*** Task data Section Begins ***
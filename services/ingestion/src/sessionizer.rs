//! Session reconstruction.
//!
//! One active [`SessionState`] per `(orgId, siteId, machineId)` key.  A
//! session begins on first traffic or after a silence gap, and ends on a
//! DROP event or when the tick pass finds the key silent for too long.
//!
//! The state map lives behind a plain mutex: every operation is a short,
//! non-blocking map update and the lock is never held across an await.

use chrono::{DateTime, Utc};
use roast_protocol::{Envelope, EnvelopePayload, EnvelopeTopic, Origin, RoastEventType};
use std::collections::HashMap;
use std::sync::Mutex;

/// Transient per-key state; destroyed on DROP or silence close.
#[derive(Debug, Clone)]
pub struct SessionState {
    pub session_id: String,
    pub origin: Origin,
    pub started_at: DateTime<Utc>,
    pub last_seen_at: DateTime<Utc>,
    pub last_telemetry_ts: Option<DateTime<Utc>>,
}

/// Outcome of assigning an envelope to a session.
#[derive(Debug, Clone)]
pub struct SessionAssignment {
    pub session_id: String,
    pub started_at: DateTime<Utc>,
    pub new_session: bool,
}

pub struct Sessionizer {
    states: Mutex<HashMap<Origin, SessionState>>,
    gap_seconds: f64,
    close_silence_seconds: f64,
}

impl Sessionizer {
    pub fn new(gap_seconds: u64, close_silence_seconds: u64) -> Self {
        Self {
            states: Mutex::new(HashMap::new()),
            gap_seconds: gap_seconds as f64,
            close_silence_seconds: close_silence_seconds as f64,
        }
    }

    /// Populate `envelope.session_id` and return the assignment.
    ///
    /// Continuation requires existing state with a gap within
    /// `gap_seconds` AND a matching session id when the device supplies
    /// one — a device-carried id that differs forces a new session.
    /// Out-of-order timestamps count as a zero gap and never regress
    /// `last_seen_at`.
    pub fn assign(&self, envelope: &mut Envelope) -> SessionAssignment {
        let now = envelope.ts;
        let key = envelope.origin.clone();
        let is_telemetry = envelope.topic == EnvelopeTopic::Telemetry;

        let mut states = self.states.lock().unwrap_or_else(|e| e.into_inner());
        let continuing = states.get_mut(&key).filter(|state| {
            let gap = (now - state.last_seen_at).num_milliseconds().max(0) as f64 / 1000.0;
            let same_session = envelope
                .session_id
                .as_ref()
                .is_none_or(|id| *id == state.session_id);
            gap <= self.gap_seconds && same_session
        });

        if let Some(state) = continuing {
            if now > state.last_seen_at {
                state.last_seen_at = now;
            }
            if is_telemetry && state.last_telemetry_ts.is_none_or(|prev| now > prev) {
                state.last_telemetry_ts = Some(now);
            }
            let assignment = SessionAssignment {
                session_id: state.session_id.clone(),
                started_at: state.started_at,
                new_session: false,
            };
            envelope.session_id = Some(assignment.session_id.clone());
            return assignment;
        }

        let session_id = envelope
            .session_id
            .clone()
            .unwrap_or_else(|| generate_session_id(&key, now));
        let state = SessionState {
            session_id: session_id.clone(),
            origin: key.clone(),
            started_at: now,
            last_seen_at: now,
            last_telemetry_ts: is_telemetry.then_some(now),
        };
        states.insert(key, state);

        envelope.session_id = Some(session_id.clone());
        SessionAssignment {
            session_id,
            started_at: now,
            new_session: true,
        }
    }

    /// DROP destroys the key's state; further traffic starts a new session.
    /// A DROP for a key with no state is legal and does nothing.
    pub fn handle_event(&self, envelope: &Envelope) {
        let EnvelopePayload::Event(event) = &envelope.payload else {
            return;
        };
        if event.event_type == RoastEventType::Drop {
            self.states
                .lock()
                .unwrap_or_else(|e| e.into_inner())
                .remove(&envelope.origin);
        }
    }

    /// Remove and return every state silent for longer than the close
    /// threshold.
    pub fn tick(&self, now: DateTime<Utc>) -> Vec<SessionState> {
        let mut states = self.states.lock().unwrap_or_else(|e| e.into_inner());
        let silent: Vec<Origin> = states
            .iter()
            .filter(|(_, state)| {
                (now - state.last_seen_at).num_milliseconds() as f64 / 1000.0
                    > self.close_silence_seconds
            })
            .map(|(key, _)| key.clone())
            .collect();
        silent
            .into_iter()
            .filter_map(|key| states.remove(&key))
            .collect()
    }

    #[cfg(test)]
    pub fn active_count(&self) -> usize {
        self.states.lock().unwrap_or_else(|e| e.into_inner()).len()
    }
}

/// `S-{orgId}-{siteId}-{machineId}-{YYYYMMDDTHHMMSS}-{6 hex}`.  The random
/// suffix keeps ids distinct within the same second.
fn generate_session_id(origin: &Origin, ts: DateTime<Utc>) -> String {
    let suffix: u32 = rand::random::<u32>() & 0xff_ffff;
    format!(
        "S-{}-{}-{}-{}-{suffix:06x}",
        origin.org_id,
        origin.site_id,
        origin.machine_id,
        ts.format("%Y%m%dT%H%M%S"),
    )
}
*** Task data Section Ends ***
## [What you should do]
Each record must be duplicated exactly, with none missing.

## [Exercise response]
filename services/ingestion/src/sessionizer.rs
//! Session reconstruction.
//!
//! One active [`SessionState`] per `(orgId, siteId, machineId)` key.  A
//! session begins on first traffic or after a silence gap, and ends on a
//! DROP event or when the tick pass finds the key silent for too long.
//!
//! The state map lives behind a plain mutex: every operation is a short,
//! non-blocking map update and the lock is never held across an await.

use chrono::{DateTime, Utc};
use roast_protocol::{Envelope, EnvelopePayload, EnvelopeTopic, Origin, RoastEventType};
use std::collections::HashMap;
use std::sync::Mutex;

/// Transient per-key state; destroyed on DROP or silence close.
#[derive(Debug, Clone)]
pub struct SessionState {
    pub session_id: String,
    pub origin: Origin,
    pub started_at: DateTime<Utc>,
    pub last_seen_at: DateTime<Utc>,
    pub last_telemetry_ts: Option<DateTime<Utc>>,
}

/// Outcome of assigning an envelope to a session.
#[derive(Debug, Clone)]
pub struct SessionAssignment {
    pub session_id: String,
    pub started_at: DateTime<Utc>,
    pub new_session: bool,
}

pub struct Sessionizer {
    states: Mutex<HashMap<Origin, SessionState>>,
    gap_seconds: f64,
    close_silence_seconds: f64,
}

impl Sessionizer {
    pub fn new(gap_seconds: u64, close_silence_seconds: u64) -> Self {
        Self {
            states: Mutex::new(HashMap::new()),
            gap_seconds: gap_seconds as f64,
            close_silence_seconds: close_silence_seconds as f64,
        }
    }

    /// Populate `envelope.session_id` and return the assignment.
    ///
    /// Continuation requires existing state with a gap within
    /// `gap_seconds` AND a matching session id when the device supplies
    /// one — a device-carried id that differs forces a new session.
    /// Out-of-order timestamps count as a zero gap and never regress
    /// `last_seen_at`.
    pub fn assign(&self, envelope: &mut Envelope) -> SessionAssignment {
        let now = envelope.ts;
        let key = envelope.origin.clone();
        let is_telemetry = envelope.topic == EnvelopeTopic::Telemetry;

        let mut states = self.states.lock().unwrap_or_else(|e| e.into_inner());
        let continuing = states.get_mut(&key).filter(|state| {
            let gap = (now - state.last_seen_at).num_milliseconds().max(0) as f64 / 1000.0;
            let same_session = envelope
                .session_id
                .as_ref()
                .is_none_or(|id| *id == state.session_id);
            gap <= self.gap_seconds && same_session
        });

        if let Some(state) = continuing {
            if now > state.last_seen_at {
                state.last_seen_at = now;
            }
            if is_telemetry && state.last_telemetry_ts.is_none_or(|prev| now > prev) {
                state.last_telemetry_ts = Some(now);
            }
            let assignment = SessionAssignment {
                session_id: state.session_id.clone(),
                started_at: state.started_at,
                new_session: false,
            };
            envelope.session_id = Some(assignment.session_id.clone());
            return assignment;
        }

        let session_id = envelope
            .session_id
            .clone()
            .unwrap_or_else(|| generate_session_id(&key, now));
        let state = SessionState {
            session_id: session_id.clone(),
            origin: key.clone(),
            started_at: now,
            last_seen_at: now,
            last_telemetry_ts: is_telemetry.then_some(now),
        };
        states.insert(key, state);

        envelope.session_id = Some(session_id.clone());
        SessionAssignment {
            session_id,
            started_at: now,
            new_session: true,
        }
    }

    /// DROP destroys the key's state; further traffic starts a new session.
    /// A DROP for a key with no state is legal and does nothing.
    pub fn handle_event(&self, envelope: &Envelope) {
        let EnvelopePayload::Event(event) = &envelope.payload else {
            return;
        };
        if event.event_type == RoastEventType::Drop {
            self.states
                .lock()
                .unwrap_or_else(|e| e.into_inner())
                .remove(&envelope.origin);
        }
    }

    /// Remove and return every state silent for longer than the close
    /// threshold.
    pub fn tick(&self, now: DateTime<Utc>) -> Vec<SessionState> {
        let mut states = self.states.lock().unwrap_or_else(|e| e.into_inner());
        let silent: Vec<Origin> = states
            .iter()
            .filter(|(_, state)| {
                (now - state.last_seen_at).num_milliseconds() as f64 / 1000.0
                    > self.close_silence_seconds
            })
            .map(|(key, _)| key.clone())
            .collect();
        silent
            .into_iter()
            .filter_map(|key| states.remove(&key))
            .collect()
    }

    #[cfg(test)]
    pub fn active_count(&self) -> usize {
        self.states.lock().unwrap_or_else(|e| e.into_inner()).len()
    }
}

/// `S-{orgId}-{siteId}-{machineId}-{YYYYMMDDTHHMMSS}-{6 hex}`.  The random
/// suffix keeps ids distinct within the same second.
fn generate_session_id(origin: &Origin, ts: DateTime<Utc>) -> String {
    let suffix: u32 = rand::random::<u32>() & 0xff_ffff;
    format!(
        "S-{}-{}-{}-{}-{suffix:06x}",
        origin.org_id,
        origin.site_id,
        origin.machine_id,
        ts.format("%Y%m%dT%H%M%S"),
    )
}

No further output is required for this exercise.